+++ Task input
use crate::common::error::{Error, Result};
use crate::common::version::ExchangeVersion;
use crate::common::xml::{EwsXmlReader, EwsXmlWriter, XmlNamespace};
use crate::service::object::{Item, ServiceObject};
use crate::service::request::{ResponseContext, ServiceRequest};
use crate::service::requests::{
    ConflictResolutionMode, FolderIdRef, MessageDisposition, empty_slots, stage_object,
};
use crate::service::response::ResponseMessage;

/// Send the pending changes of existing items.
///
/// Only items with changes are written; all items are handed back, the
/// updated ones with refreshed change keys and empty change logs. After a
/// failed call every item still carries its changes.
#[derive(Debug)]
pub struct UpdateItem {
    items: Vec<Item>,
    dirty: Vec<usize>,
    staged: Vec<Option<ServiceObject>>,
    conflict_resolution: ConflictResolutionMode,
    disposition: Option<MessageDisposition>,
    saved_item_folder: Option<FolderIdRef>,
}

impl UpdateItem {
    pub fn new(items: Vec<Item>) -> Self {
        let dirty = items
            .iter()
            .enumerate()
            .filter(|(_, item)| item.is_dirty())
            .map(|(index, _)| index)
            .collect::<Vec<_>>();
        Self {
            staged: empty_slots(dirty.len()),
            items,
            dirty,
            conflict_resolution: ConflictResolutionMode::default(),
            disposition: None,
            saved_item_folder: None,
        }
    }

    pub fn with_conflict_resolution(mut self, mode: ConflictResolutionMode) -> Self {
        self.conflict_resolution = mode;
        self
    }

    /// Required when a changed item is a message.
    pub fn with_disposition(mut self, disposition: MessageDisposition) -> Self {
        self.disposition = Some(disposition);
        self
    }

    pub fn with_saved_item_folder(mut self, folder: impl Into<FolderIdRef>) -> Self {
        self.saved_item_folder = Some(folder.into());
        self
    }

    pub fn items(&self) -> &[Item] {
        &self.items
    }

    /// Take the items back; empty after a successful call.
    pub fn into_items(self) -> Vec<Item> {
        self.items
    }

    fn dirty_items(&self) -> impl Iterator<Item = &Item> + '_ {
        self.dirty.iter().map(|&index| &self.items[index])
    }
}

impl ServiceRequest for UpdateItem {
    type Response = Vec<Item>;

    const ELEMENT: &'static str = "UpdateItem";
    const RESPONSE_ELEMENT: &'static str = "UpdateItemResponse";
    const RESPONSE_MESSAGE_ELEMENT: &'static str = "UpdateItemResponseMessage";

    fn validate(&self, _version: ExchangeVersion) -> Result<()> {
        if self.dirty.is_empty() {
            return Err(Error::Validation("No item has pending changes".to_string()));
        }
        if self.dirty_items().any(Item::is_new) {
            return Err(Error::Validation(
                "New items must be created before they can be updated".to_string(),
            ));
        }
        let has_message = self
            .dirty_items()
            .any(|item| item.schema().xml_element_name() == "Message");
        if has_message && self.disposition.is_none() {
            return Err(Error::Validation(
                "A message disposition is required when updating messages".to_string(),
            ));
        }
        Ok(())
    }

    fn write_attributes(&self, writer: &mut EwsXmlWriter) -> Result<()> {
        writer.write_attribute("ConflictResolution", self.conflict_resolution.as_str())?;
        if let Some(disposition) = self.disposition {
            writer.write_attribute("MessageDisposition", disposition.as_str())?;
        }
        Ok(())
    }

    fn write_elements(&self, writer: &mut EwsXmlWriter) -> Result<()> {
        if let Some(folder) = &self.saved_item_folder {
            writer.write_start_element(XmlNamespace::Messages, "SavedItemFolderId");
            folder.write_to_xml(writer)?;
            writer.write_end_element()?;
        }
        writer.write_start_element(XmlNamespace::Messages, "ItemChanges");
        for item in self.dirty_items() {
            item.object().write_update_to_xml(writer)?;
        }
        writer.write_end_element()
    }

    fn expected_message_count(&self) -> usize {
        self.dirty.len()
    }

    fn read_message_element(
        &mut self,
        index: usize,
        reader: &mut EwsXmlReader<'_>,
        _context: &ResponseContext<'_>,
    ) -> Result<bool> {
        if !reader.is_start_element(XmlNamespace::Messages, "Items") {
            return Ok(false);
        }
        let item = self.dirty.get(index).and_then(|&position| self.items.get(position));
        let (Some(item), Some(slot)) = (item, self.staged.get_mut(index)) else {
            return Err(Error::Deserialization(format!(
                "Unexpected response message {}",
                index
            )));
        };
        *slot = stage_object(reader, "Items", item.object())?;
        Ok(true)
    }

    fn finish(&mut self, _messages: Vec<ResponseMessage>) -> Result<Vec<Item>> {
        let staged = std::mem::take(&mut self.staged);
        for (&position, staged) in self.dirty.iter().zip(staged) {
            let object = self.items[position].object_mut();
            match staged {
                Some(staged) => object.absorb(staged),
                None => object.reset_change_log(),
            }
        }
        Ok(std::mem::take(&mut self.items))
    }
}

#[cfg(test)]
mod tests {
    use super::*;
    use crate::property::types::EmailAddress;
    use crate::service::exchange::ExchangeService;
    use crate::service::requests::testing::{TYPES_NS, envelope, recording_service};

    fn loaded_message(service: &ExchangeService, id: &str) -> Item {
        let xml = format!(
            r#"<t:Message xmlns:t="{}"><t:ItemId Id="{}" ChangeKey="CK0"/><t:Subject>Draft</t:Subject><t:ToRecipients><t:Mailbox><t:EmailAddress>ann@contoso.com</t:EmailAddress></t:Mailbox></t:ToRecipients></t:Message>"#,
            TYPES_NS, id
        );
        let mut reader = EwsXmlReader::new(&xml);
        reader.read_significant().unwrap();
        let mut item = service.new_message();
        item.object_mut().load_from_xml(&mut reader, None, true).unwrap();
        item
    }

    #[test]
    fn test_only_dirty_items_are_sent() {
        let response = envelope(
            "UpdateItemResponse",
            r#"<m:UpdateItemResponseMessage ResponseClass="Success"><m:ResponseCode>NoError</m:ResponseCode><m:Items><t:Message><t:ItemId Id="M2" ChangeKey="CK1"/></t:Message></m:Items><m:ConflictResults><m:Count>0</m:Count></m:ConflictResults></m:UpdateItemResponseMessage>"#,
        );
        let (service, sent) = recording_service(response);
        let untouched = loaded_message(&service, "M1");
        let mut changed = loaded_message(&service, "M2");
        changed
            .to_recipients_mut()
            .unwrap()
            .add(EmailAddress::new("bob@contoso.com"));

        let mut request = UpdateItem::new(vec![untouched, changed])
            .with_conflict_resolution(ConflictResolutionMode::AlwaysOverwrite)
            .with_disposition(MessageDisposition::SaveOnly);
        let items = service.execute(&mut request).unwrap();

        let body = &sent.lock()[0];
        assert!(body.contains(
            r#"<m:UpdateItem ConflictResolution="AlwaysOverwrite" MessageDisposition="SaveOnly"><m:ItemChanges><t:ItemChange><t:ItemId Id="M2" ChangeKey="CK0"/>"#
        ));
        assert!(body.contains(concat!(
            r#"<t:AppendToItemField><t:FieldURI FieldURI="message:ToRecipients"/>"#,
            r#"<t:Message><t:ToRecipients><t:Mailbox><t:EmailAddress>bob@contoso.com</t:EmailAddress></t:Mailbox></t:ToRecipients></t:Message>"#,
            "</t:AppendToItemField>"
        )));
        assert!(!body.contains(r#"Id="M1""#));

        assert_eq!(items.len(), 2);
        assert_eq!(items[1].id().and_then(|id| id.change_key()), Some("CK1"));
        assert_eq!(items[0].id().and_then(|id| id.change_key()), Some("CK0"));
        assert!(!items[1].is_dirty());
        assert_eq!(items[1].subject().unwrap(), Some("Draft"));
    }

    #[test]
    fn test_nothing_to_update() {
        let (service, sent) = recording_service(String::new());
        let item = loaded_message(&service, "M1");
        let err = service
            .execute(&mut UpdateItem::new(vec![item]).with_disposition(MessageDisposition::SaveOnly))
            .unwrap_err();
        assert!(matches!(err, Error::Validation(_)));
        assert!(sent.lock().is_empty());
    }

    #[test]
    fn test_message_update_requires_disposition() {
        let (service, _) = recording_service(String::new());
        let mut item = loaded_message(&service, "M1");
        item.set_subject("Final").unwrap();
        assert!(matches!(
            service.execute(&mut UpdateItem::new(vec![item])),
            Err(Error::Validation(_))
        ));
    }

    #[test]
    fn test_partial_failure_keeps_every_change() {
        let response = envelope(
            "UpdateItemResponse",
            concat!(
                r#"<m:UpdateItemResponseMessage ResponseClass="Success"><m:ResponseCode>NoError</m:ResponseCode><m:Items><t:Message><t:ItemId Id="M1" ChangeKey="CK1"/></t:Message></m:Items></m:UpdateItemResponseMessage>"#,
                r#"<m:UpdateItemResponseMessage ResponseClass="Error"><m:MessageText>The change key is out of date.</m:MessageText><m:ResponseCode>ErrorIrresolvableConflict</m:ResponseCode><m:Items/></m:UpdateItemResponseMessage>"#
            ),
        );
        let (service, _) = recording_service(response);
        let mut first = loaded_message(&service, "M1");
        first.set_subject("One").unwrap();
        let mut second = loaded_message(&service, "M2");
        second.set_subject("Two").unwrap();

        let mut request = UpdateItem::new(vec![first, second])
            .with_disposition(MessageDisposition::SaveOnly);
        let err = service.execute(&mut request).unwrap_err();
        assert_eq!(
            err.service_error().map(|e| e.code.as_str()),
            Some("ErrorIrresolvableConflict")
        );

        let items = request.into_items();
        assert_eq!(items.len(), 2);
        assert!(items.iter().all(Item::is_dirty));
        // The successful message is not applied either
        assert_eq!(items[0].id().and_then(|id| id.change_key()), Some("CK0"));
        assert_eq!(items[0].subject().unwrap(), Some("One"));
    }
}
//! Change tracking shared between a property bag and its complex values.
//!
//! The bag owns the [`ChangeLog`] behind an `Arc`; every complex value it
//! stores receives an [`OwnerHandle`] holding only a `Weak` reference, so a
//! value can report its own mutation without owning the bag.

use parking_lot::Mutex;
use std::collections::HashMap;
use std::sync::{Arc, Weak};

/// How a property changed since the last reset.
#[derive(Debug, Clone, Copy, PartialEq, Eq)]
pub enum ChangeKind {
    /// Assigned where no value was present
    Added,
    /// Replaced or mutated in place
    Modified,
    /// Explicitly cleared
    Deleted,
}

/// Changed properties, keyed by XML element name.
#[derive(Debug, Default, Clone)]
pub struct ChangeLog {
    entries: HashMap<&'static str, ChangeKind>,
}

impl ChangeLog {
    /// Record a change, merging it with an earlier one for the same key.
    pub fn record(&mut self, key: &'static str, change: ChangeKind) {
        let merged = match (self.entries.get(key).copied(), change) {
            (Some(ChangeKind::Added), ChangeKind::Modified) => ChangeKind::Added,
            (Some(ChangeKind::Deleted), ChangeKind::Added) => ChangeKind::Modified,
            (_, change) => change,
        };
        self.entries.insert(key, merged);
    }

    pub fn mark_modified(&mut self, key: &'static str) {
        self.record(key, ChangeKind::Modified);
    }

    /// Forget a key entirely.
    pub fn remove(&mut self, key: &str) {
        self.entries.remove(key);
    }

    pub fn get(&self, key: &str) -> Option<ChangeKind> {
        self.entries.get(key).copied()
    }

    pub fn contains(&self, key: &str) -> bool {
        self.entries.contains_key(key)
    }

    pub fn is_empty(&self) -> bool {
        self.entries.is_empty()
    }

    pub fn len(&self) -> usize {
        self.entries.len()
    }

    pub fn clear(&mut self) {
        self.entries.clear();
    }

    pub fn keys(&self) -> impl Iterator<Item = &'static str> + '_ {
        self.entries.keys().copied()
    }
}

/// Shared, lockable change log.
pub type SharedChangeLog = Arc<Mutex<ChangeLog>>;

/// Non-owning link from a complex value back to the bag entry holding it.
#[derive(Debug, Clone)]
pub struct OwnerHandle {
    log: Weak<Mutex<ChangeLog>>,
    key: &'static str,
}

impl OwnerHandle {
    pub fn new(log: &SharedChangeLog, key: &'static str) -> Self {
        Self {
            log: Arc::downgrade(log),
            key,
        }
    }

    /// XML name of the owning property.
    pub fn key(&self) -> &'static str {
        self.key
    }

    /// Mark the owning property modified. A no-op once the bag is gone.
    pub fn notify_changed(&self) {
        if let Some(log) = self.log.upgrade() {
            log.lock().mark_modified(self.key);
        }
    }

    /// True while the owning bag is alive.
    pub fn is_attached(&self) -> bool {
        self.log.strong_count() > 0
    }
}

/// Notify an optional owner.
#[inline]
pub fn notify(owner: &Option<OwnerHandle>) {
    if let Some(owner) = owner {
        owner.notify_changed();
    }
}

#[cfg(test)]
mod tests {
    use super::*;

    #[test]
    fn test_merge_rules() {
        let mut log = ChangeLog::default();
        log.record("Subject", ChangeKind::Added);
        log.mark_modified("Subject");
        assert_eq!(log.get("Subject"), Some(ChangeKind::Added));

        log.record("Body", ChangeKind::Deleted);
        log.record("Body", ChangeKind::Added);
        assert_eq!(log.get("Body"), Some(ChangeKind::Modified));

        log.record("IsRead", ChangeKind::Modified);
        log.record("IsRead", ChangeKind::Deleted);
        assert_eq!(log.get("IsRead"), Some(ChangeKind::Deleted));
        assert_eq!(log.len(), 3);
    }

    #[test]
    fn test_owner_handle_is_weak() {
        let log: SharedChangeLog = Arc::new(Mutex::new(ChangeLog::default()));
        let handle = OwnerHandle::new(&log, "ToRecipients");
        handle.notify_changed();
        assert_eq!(log.lock().get("ToRecipients"), Some(ChangeKind::Modified));

        drop(log);
        assert!(!handle.is_attached());
        handle.notify_changed();
    }
}
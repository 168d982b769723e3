//! Unified error types for the EWS binding.
//!
//! Local failures (validation, deserialization, version gating) are kept
//! apart from remote failures reported by the server so callers can react
//! to each kind differently.
use crate::common::version::ExchangeVersion;
use crate::schema::FieldReference;
use std::fmt;
use thiserror::Error;

/// Main error type for EWS binding operations.
#[derive(Error, Debug)]
pub enum Error {
    /// IO error
    #[error("IO error: {0}")]
    Io(#[from] std::io::Error),

    /// XML reading or writing error
    #[error("XML error: {0}")]
    XmlError(String),

    /// Local validation failure, never sent to the server
    #[error("Validation error: {0}")]
    Validation(String),

    /// A typed accessor read a property that was never loaded or assigned
    #[error("Property '{0}' has not been loaded or assigned")]
    PropertyNotLoaded(String),

    /// Malformed wire data for a declared type, or an unexpected node
    #[error("Deserialization error: {0}")]
    Deserialization(String),

    /// A property or request needs a newer server version than negotiated
    #[error("'{property}' requires {required} or later, but the service uses {current}")]
    VersionMismatch {
        property: String,
        required: ExchangeVersion,
        current: ExchangeVersion,
    },

    /// Error reported by the server (SOAP fault or EWS response code)
    #[error("Service error: {0}")]
    Service(Box<ServiceError>),

    /// Invalid or unreadable configuration
    #[error("Configuration error: {0}")]
    Config(String),

    /// Failure in the transport collaborator
    #[error("Transport error: {0}")]
    Transport(String),

    /// The request was cancelled before a response arrived
    #[error("Request cancelled")]
    Cancelled,

    /// Generic error
    #[error("{0}")]
    Other(String),
}

impl Error {
    /// Build a version mismatch error for a named property or request.
    pub fn version_mismatch(
        property: impl Into<String>,
        required: ExchangeVersion,
        current: ExchangeVersion,
    ) -> Self {
        Error::VersionMismatch {
            property: property.into(),
            required,
            current,
        }
    }

    /// True for local version gating failures.
    pub fn is_version_mismatch(&self) -> bool {
        matches!(self, Error::VersionMismatch { .. })
    }

    /// True for errors reported by the server.
    pub fn is_service_error(&self) -> bool {
        matches!(self, Error::Service(_))
    }

    /// True for local validation failures.
    pub fn is_validation_error(&self) -> bool {
        matches!(self, Error::Validation(_) | Error::PropertyNotLoaded(_))
    }

    /// The server error, if this is one.
    pub fn service_error(&self) -> Option<&ServiceError> {
        match self {
            Error::Service(err) => Some(err),
            _ => None,
        }
    }
}

/// Where a remote error came from.
#[derive(Debug, Clone, Copy, PartialEq, Eq)]
pub enum ServiceErrorSource {
    /// A SOAP fault replaced the whole response
    SoapFault,
    /// A single response message had `ResponseClass="Error"`
    ResponseMessage,
}

/// Error reported by the Exchange server.
#[derive(Debug, Clone)]
pub struct ServiceError {
    /// EWS response code, e.g. `ErrorItemNotFound`
    pub code: String,
    /// Human readable message text sent by the server
    pub message: String,
    /// How the server reported it
    pub source: ServiceErrorSource,
    /// Property the server blamed, when the payload referenced one
    pub field: Option<FieldReference>,
}

impl fmt::Display for ServiceError {
    fn fmt(&self, f: &mut fmt::Formatter<'_>) -> fmt::Result {
        write!(f, "{}: {}", self.code, self.message)?;
        if let Some(field) = &self.field {
            write!(f, " (field {})", field)?;
        }
        Ok(())
    }
}

impl From<ServiceError> for Error {
    fn from(err: ServiceError) -> Self {
        Error::Service(Box::new(err))
    }
}

/// Result type for EWS binding operations.
pub type Result<T> = std::result::Result<T, Error>;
++++++
# What you need to do
Find how many lines in the records contain the string "when", then give the number alone.

# Worked solution
3